Sorry to jump into this one a bit late ... but I do have a bit of background to security aspects (spammer abuse in particular) to various cgi, perl, php "sendmail" scripts; the bottom line is that there is intrinsically no way of making them fully functional and secure at the same time. And ... I've just discovered that our production Koha 3.6.1 is wide open to this type of exploit; without logging in as a user, I have just spammed 5 of _my_own_ addresses as a "proof of concept." Thank goodness our users appear to be well behaved :=)

Some basic thoughts:

Hard code the To: address (or at the very least limit programmatically the To: to a single recipient [1].) In Koha, each logged in user has a primary and a single secondary email -- a drop down box "Choose primary/secondary" would stop a spammer. If a genuine user really wanted to send to a new address, modifying the secondary email is trivial (but too time consuming for a spammer who has much easier "targets" than a Koha system.)

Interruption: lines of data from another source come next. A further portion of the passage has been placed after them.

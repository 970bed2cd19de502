//! Protocol connection to a single target.
//!
//! A [`Connection`] owns one duplex transport. Outbound commands are written
//! under a single lock that also allocates the request id and records the
//! pending entry, so ids on the wire are strictly increasing and a response can
//! only ever resolve the caller that sent the matching id.
//!
//! Exactly one background task reads the transport for the connection's
//! lifetime. It routes responses to their pending callers, hands notifications
//! to the [`EventRouter`], and on exit resolves every outstanding command with
//! the reason the connection ended.

use std::future::Future;
use std::sync::Arc;
use std::time::Duration;

use cdp_protocol::{Message, Request, Response};
use parking_lot::Mutex;
use serde::Serialize;
use serde::de::DeserializeOwned;
use serde_json::Value;
use tokio::sync::{Mutex as AsyncMutex, oneshot, watch};
use tokio::task::JoinHandle;
use tracing::{debug, error, info, warn};

use crate::config::ConnectionOptions;
use crate::error::{Error, Result};
use crate::events::{EventHandler, EventRouter};
use crate::transport::{TransportParts, TransportReceiver, TransportSender, WebSocketTransport};

mod pending;

use pending::PendingTable;

/// How long [`Connection::close`] waits for the outbound side to shut down.
const CLOSE_TIMEOUT: Duration = Duration::from_secs(1);

/// Lifecycle of a [`Connection`].
#[derive(Debug, Clone, Copy, PartialEq, Eq)]
pub enum ConnectionState {
	Open,
	/// Closed locally, by the peer, or after a transport failure.
	Closed,
	/// The target reported a crash.
	Crashed,
}

impl ConnectionState {
	pub fn is_open(self) -> bool {
		self == ConnectionState::Open
	}
}

struct Writer {
	/// Next id to hand out. Starts at 1 and only grows.
	next_id: u64,
	sender: Box<dyn TransportSender>,
}

/// State shared between callers and the read loop.
struct Shared {
	endpoint: String,
	pending: PendingTable,
	events: EventRouter,
	state: watch::Sender<ConnectionState>,
	options: ConnectionOptions,
}

impl Shared {
	/// Ends the connection: records the final state and fails all pending commands.
	fn shutdown(&self, reason: &Error) {
		let next = match reason {
			Error::TargetCrashed => ConnectionState::Crashed,
			_ => ConnectionState::Closed,
		};
		let changed = self.state.send_if_modified(|state| {
			if state.is_open() {
				*state = next;
				true
			} else {
				false
			}
		});
		let drained = self.pending.close(reason);
		if changed {
			info!(endpoint = %self.endpoint, state = ?next, drained, "connection closed");
		}
	}

	fn complete(&self, response: Response) {
		let id = response.id;
		let reply = match (response.error, response.result) {
			(Some(error), _) => Err(Error::Remote {
				code: error.code,
				message: error.message,
				data: error.data,
			}),
			(None, Some(result)) => Ok(result),
			(None, None) => Ok(Value::Object(serde_json::Map::new())),
		};
		if !self.pending.complete(id, reply) {
			warn!(id, "dropping response for unknown command id");
		}
	}

	/// Frames that are valid JSON but neither a response nor a notification.
	fn complete_unrecognized(&self, frame: Value) {
		match frame.get("id").and_then(Value::as_u64) {
			Some(id) => {
				let reply = Err(Error::Protocol(format!("unrecognized response frame: {frame}")));
				if !self.pending.complete(id, reply) {
					warn!(id, "dropping unrecognized frame for unknown command id");
				}
			}
			None => warn!(%frame, "ignoring unrecognized frame"),
		}
	}
}

struct Inner {
	shared: Arc<Shared>,
	writer: AsyncMutex<Writer>,
	reader: Mutex<Option<JoinHandle<()>>>,
}

impl Drop for Inner {
	fn drop(&mut self) {
		if let Some(handle) = self.reader.get_mut().take() {
			handle.abort();
		}
		self.shared.shutdown(&Error::ConnectionClosed);
	}
}

/// Handle to an open protocol connection.
///
/// Cheap to clone; all clones share the same socket, pending table and
/// subscriptions. The connection is torn down by [`Connection::close`], by the
/// peer, or when the last handle is dropped.
#[derive(Clone)]
pub struct Connection {
	inner: Arc<Inner>,
}

impl Connection {
	/// Dials a target's `webSocketDebuggerUrl` with default options.
	pub async fn open(url: &str) -> Result<Self> {
		Self::open_with(url, ConnectionOptions::default()).await
	}

	/// Dials a target's `webSocketDebuggerUrl`.
	///
	/// # Errors
	///
	/// Returns [`Error::DialFailed`] if the handshake fails.
	pub async fn open_with(url: &str, options: ConnectionOptions) -> Result<Self> {
		let parts = WebSocketTransport::connect(url).await?;
		Ok(Self::from_transport(url, parts, options))
	}

	/// Starts a connection over an already-established transport.
	///
	/// Must be called from within a tokio runtime; the read loop is spawned
	/// immediately.
	pub fn from_transport(endpoint: impl Into<String>, parts: TransportParts, options: ConnectionOptions) -> Self {
		let TransportParts { sender, receiver } = parts;
		let (state, _) = watch::channel(ConnectionState::Open);
		let shared = Arc::new(Shared {
			endpoint: endpoint.into(),
			pending: PendingTable::new(),
			events: EventRouter::new(options.event_concurrency),
			state,
			options,
		});

		let reader = tokio::spawn(read_loop(receiver, Arc::clone(&shared)));

		Self {
			inner: Arc::new(Inner {
				shared,
				writer: AsyncMutex::new(Writer { next_id: 1, sender }),
				reader: Mutex::new(Some(reader)),
			}),
		}
	}

	/// The address this connection was opened against.
	pub fn endpoint(&self) -> &str {
		&self.inner.shared.endpoint
	}

	/// Subscription table for this connection's notifications.
	pub fn events(&self) -> &EventRouter {
		&self.inner.shared.events
	}

	pub fn options(&self) -> &ConnectionOptions {
		&self.inner.shared.options
	}

	pub fn state(&self) -> ConnectionState {
		*self.inner.shared.state.borrow()
	}

	/// Receiver observing state transitions.
	pub fn watch_state(&self) -> watch::Receiver<ConnectionState> {
		self.inner.shared.state.subscribe()
	}

	/// Resolves once the connection leaves [`ConnectionState::Open`].
	pub async fn closed(&self) -> ConnectionState {
		let mut rx = self.watch_state();
		match rx.wait_for(|state| !state.is_open()).await {
			Ok(state) => *state,
			Err(_) => ConnectionState::Closed,
		}
	}

	/// Number of commands awaiting a response.
	pub fn pending_count(&self) -> usize {
		self.inner.shared.pending.len()
	}

	/// Sends a command and waits for its result, bounded by the configured
	/// default timeout.
	pub async fn send(&self, method: &str, params: Value) -> Result<Value> {
		self.send_with_timeout(method, params, self.inner.shared.options.command_timeout)
			.await
	}

	/// Sends a command and waits at most `timeout` for its result.
	///
	/// `None` waits until the response arrives or the connection closes.
	/// Timing out, or dropping the returned future, removes the pending
	/// entry, so a late response is logged and discarded.
	///
	/// # Errors
	///
	/// - [`Error::Remote`] if the target rejected the command
	/// - [`Error::Timeout`] if no response arrived in time
	/// - [`Error::ConnectionClosed`] / [`Error::TargetCrashed`] if the
	///   connection ended first
	/// - [`Error::Transport`] if the frame could not be written
	pub async fn send_with_timeout(&self, method: &str, params: Value, timeout: Option<Duration>) -> Result<Value> {
		let (rx, mut guard) = self.write_command(method, params).await?;

		let received = match timeout {
			Some(duration) => tokio::time::timeout(duration, rx).await.map_err(|_| {
				debug!(method, "command timed out");
				Error::Timeout {
					method: method.to_string(),
					duration,
				}
			})?,
			None => rx.await,
		};
		guard.disarm();

		received.unwrap_or(Err(Error::ConnectionClosed))
	}

	/// Sends a command that is abandoned as soon as `cancel` resolves.
	///
	/// # Errors
	///
	/// Returns [`Error::Cancelled`] if `cancel` completes first; otherwise as
	/// [`Connection::send_with_timeout`] without a timeout.
	pub async fn send_until<F>(&self, method: &str, params: Value, cancel: F) -> Result<Value>
	where
		F: Future<Output = ()>,
	{
		let (rx, mut guard) = self.write_command(method, params).await?;

		tokio::select! {
			received = rx => {
				guard.disarm();
				received.unwrap_or(Err(Error::ConnectionClosed))
			}
			() = cancel => {
				debug!(method, "command cancelled");
				Err(Error::Cancelled)
			}
		}
	}

	/// Typed wrapper around [`Connection::send`].
	pub async fn call<P, R>(&self, method: &str, params: &P) -> Result<R>
	where
		P: Serialize + ?Sized,
		R: DeserializeOwned,
	{
		let params = serde_json::to_value(params)?;
		let result = self.send(method, params).await?;
		Ok(serde_json::from_value(result)?)
	}

	/// Waits for the next `name` notification and returns its parameters.
	///
	/// # Errors
	///
	/// Returns [`Error::Timeout`] if it does not arrive in time, or the close
	/// reason if the connection ends first.
	pub async fn wait_for_event(&self, name: &str, timeout: Duration) -> Result<Value> {
		let (tx, rx) = oneshot::channel();
		let slot = Arc::new(Mutex::new(Some(tx)));
		let handler = EventHandler::raw(move |params| {
			let slot = Arc::clone(&slot);
			async move {
				if let Some(tx) = slot.lock().take() {
					let _ = tx.send(params);
				}
				Ok(())
			}
		});
		self.events().subscribe(name, handler.clone());

		let outcome = tokio::select! {
			received = tokio::time::timeout(timeout, rx) => match received {
				Ok(Ok(params)) => Ok(params),
				Ok(Err(_)) => Err(Error::ConnectionClosed),
				Err(_) => Err(Error::Timeout { method: name.to_string(), duration: timeout }),
			},
			state = self.closed() => Err(match state {
				ConnectionState::Crashed => Error::TargetCrashed,
				_ => Error::ConnectionClosed,
			}),
		};

		self.events().unsubscribe(name, &handler);
		outcome
	}

	/// Closes the connection.
	///
	/// Every pending command resolves with [`Error::ConnectionClosed`] and
	/// later sends fail immediately. Idempotent.
	pub async fn close(&self) {
		self.inner.shared.shutdown(&Error::ConnectionClosed);

		let reader = self.inner.reader.lock().take();
		if let Some(handle) = reader {
			handle.abort();
		}

		match tokio::time::timeout(CLOSE_TIMEOUT, self.inner.writer.lock()).await {
			Ok(mut writer) => {
				if let Ok(Err(e)) = tokio::time::timeout(CLOSE_TIMEOUT, writer.sender.close()).await {
					debug!(error = %e, "transport close failed");
				}
			}
			Err(_) => warn!(endpoint = %self.endpoint(), "writer busy; abandoning transport close"),
		}
	}

	/// Allocates an id, records the pending entry and writes the frame.
	///
	/// All three happen under the writer lock. If the write fails the entry is
	/// removed before the error is returned.
	async fn write_command(
		&self,
		method: &str,
		params: Value,
	) -> Result<(oneshot::Receiver<Result<Value>>, pending::PendingGuard)> {
		let shared = &self.inner.shared;
		let mut writer = self.inner.writer.lock().await;

		let id = writer.next_id;
		writer.next_id += 1;

		let frame = serde_json::to_string(&Request::new(id, method, params))?;
		let rx = shared.pending.insert(id)?;
		let guard = shared.pending.guard(id);

		debug!(id, method, "sending command");
		if let Err(e) = writer.sender.send(frame).await {
			warn!(id, method, error = %e, "command write failed");
			return Err(e);
		}

		Ok((rx, guard))
	}
}

impl std::fmt::Debug for Connection {
	fn fmt(&self, f: &mut std::fmt::Formatter<'_>) -> std::fmt::Result {
		f.debug_struct("Connection")
			.field("endpoint", &self.endpoint())
			.field("state", &self.state())
			.field("pending", &self.pending_count())
			.finish()
	}
}

async fn read_loop(mut receiver: Box<dyn TransportReceiver>, shared: Arc<Shared>) {
	let reason = read_until_fatal(&mut receiver, &shared).await;
	shared.shutdown(&reason);
}

/// Reads frames until the connection can no longer be used and returns why.
async fn read_until_fatal(receiver: &mut Box<dyn TransportReceiver>, shared: &Shared) -> Error {
	let mut malformed: u32 = 0;
	loop {
		let frame = match receiver.recv().await {
			Ok(Some(frame)) => frame,
			Ok(None) => {
				debug!(endpoint = %shared.endpoint, "transport reached end of stream");
				return Error::ConnectionClosed;
			}
			Err(e) => {
				warn!(endpoint = %shared.endpoint, error = %e, "transport read failed");
				return Error::ConnectionClosed;
			}
		};

		let message = match Message::parse(&frame) {
			Ok(message) => {
				malformed = 0;
				message
			}
			Err(e) => {
				malformed = malformed.saturating_add(1);
				warn!(error = %e, malformed, "discarding malformed frame");
				let limit = shared.options.max_malformed_frames;
				if limit > 0 && malformed >= limit {
					error!(malformed, "too many consecutive malformed frames");
					return Error::Protocol(format!("{malformed} consecutive malformed frames"));
				}
				continue;
			}
		};

		match message {
			Message::Response(response) => shared.complete(response),
			Message::Event(event) if event.is_target_crashed() => {
				error!(endpoint = %shared.endpoint, "target crashed");
				return Error::TargetCrashed;
			}
			Message::Event(event) => shared.events.dispatch(event),
			Message::Unknown(frame) => shared.complete_unrecognized(Value::Object(frame)),
		}
	}
}
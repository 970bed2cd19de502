use cdp_cli::{
	cli::Cli,
	commands,
	error::CliError,
	logging,
	output::{self, CommandResult, OutputFormat},
};
use clap::Parser;

#[tokio::main]
async fn main() {
	let cli = Cli::parse();
	logging::init_logging(cli.verbose);

	let format = cli.format;
	let command = cli.command.name();

	if let Err(err) = commands::dispatch(cli).await {
		handle_error(err, command, format);
		std::process::exit(1);
	}
}

fn handle_error(err: CliError, command: &str, format: OutputFormat) {
	let cmd_error = err.to_command_error();
	output::print_error_stderr(&cmd_error);

	if format != OutputFormat::Text {
		let result: CommandResult<()> = CommandResult::failure(command, cmd_error);
		output::print_result(&result, format);
	}
}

Do not, under any circumstances, allow a user to enter Cc: or Bcc:

Deny, via regex, anything approaching URL format in the "Comments"

For the truly paranoid, rate-limiting to say 5 "send carts" per 24 hours would probably not offend genuine users.

As a "close the barn door after the horse has bolted" backup, add an X-Originating-IP: [xxx.xxx.xxx.xxx] taken from $ENV{'REMOTE_ADDR'} [or even $ENV{'REMOTE_HOST'} which will be the same if no rDNS.] If you're worried about privacy (and to the best of my knowledge this X-header has never been challenged under privacy laws, and is a de facto industry standard -- e.g. just have a look at any hotmail.com set of headers) the pop-up could say "You're logged in from xxx.xxx.xxx.xxx and this will be recorded in your email; do not click send if this concerns you."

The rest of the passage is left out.